Saved data entries:
use storage::error::StorageError;
use thiserror::Error;
use uuid::Uuid;

pub type Result<T> = std::result::Result<T, RankingError>;

#[derive(Error, Debug)]
pub enum RankingError {
    #[error("Storage error: {0}")]
    Storage(#[from] StorageError),

    #[error("Configuration error: {0}")]
    Config(#[from] ConfigError),

    #[error("Data integrity error: {0}")]
    DataIntegrity(#[from] DataIntegrityError),

    #[error("Scoring error: {0}")]
    Scoring(#[from] ScoringError),

    #[error("Report {report_id} is already verified")]
    AlreadyVerified { report_id: Uuid },

    #[error("Report not found: {0}")]
    ReportNotFound(Uuid),

    #[error("Competition not found: {0}")]
    CompetitionNotFound(Uuid),
}

/// Broken static configuration. Fatal for the criterion it belongs to.
#[derive(Error, Debug, Clone, PartialEq, Eq)]
pub enum ConfigError {
    #[error("unknown criterion '{0}'")]
    UnknownCriterion(String),

    #[error("criterion '{0}' is registered twice")]
    DuplicateCriterion(String),

    #[error("criterion '{criterion}': band table is empty")]
    EmptyBandTable { criterion: String },

    #[error("criterion '{criterion}': band table must be strictly descending and end at 0%")]
    UnorderedBandTable { criterion: String },

    #[error("criterion '{criterion}': lookup table has no place for value {value}")]
    MissingLookupEntry { criterion: String, value: u32 },

    #[error("criterion '{criterion}': places must be >= 1 (got {place})")]
    InvalidPlace { criterion: String, place: u32 },

    #[error(
        "criterion '{criterion}': pair ({main_unit_id}, {junior_unit_id}) has a junior unit as mentor and a senior unit as mentee"
    )]
    InconsistentPairOrientation {
        criterion: String,
        main_unit_id: Uuid,
        junior_unit_id: Uuid,
    },
}

/// Malformed source data. The offending unit or pair is skipped.
#[derive(Error, Debug, Clone, PartialEq, Eq)]
pub enum DataIntegrityError {
    #[error("participation entry {entry_id} has neither a main nor a junior unit")]
    EmptyParticipation { entry_id: Uuid },

    #[error("participation entry {entry_id} names main unit {main_unit_id} but no junior unit")]
    MissingJunior { entry_id: Uuid, main_unit_id: Uuid },

    #[error("participation entry {entry_id} pairs unit {unit_id} with itself")]
    SelfPaired { entry_id: Uuid, unit_id: Uuid },

    #[error("unit {unit_id} appears in more than one participation entry (entry {entry_id} ignored)")]
    DuplicateParticipation { entry_id: Uuid, unit_id: Uuid },

    #[error("report {report_id} belongs to competition {actual}, not {expected}")]
    ForeignReport {
        report_id: Uuid,
        expected: Uuid,
        actual: Uuid,
    },
}

/// Why a scorer rejected a payload.
#[derive(Error, Debug)]
pub enum PayloadError {
    #[error(transparent)]
    Decode(#[from] serde_json::Error),

    #[error("{0} overflowed")]
    Overflow(&'static str),
}

/// Failure to score one unit's report. Never aborts a batch.
#[derive(Error, Debug)]
pub enum ScoringError {
    #[error("report payload does not match criterion '{criterion}': {source}")]
    InvalidData {
        criterion: String,
        #[source]
        source: serde_json::Error,
    },

    #[error("criterion '{criterion}': {quantity} is out of range")]
    Overflow {
        criterion: String,
        quantity: &'static str,
    },

    #[error("report is for criterion '{actual}', scorer handles '{expected}'")]
    WrongCriterion { expected: String, actual: String },
}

## Work request
Return the lines of the records that include the string "must".

## Solution to this exercise
    #[error("criterion '{criterion}': band table must be strictly descending and end at 0%")]
    #[error("criterion '{criterion}': places must be >= 1 (got {place})")]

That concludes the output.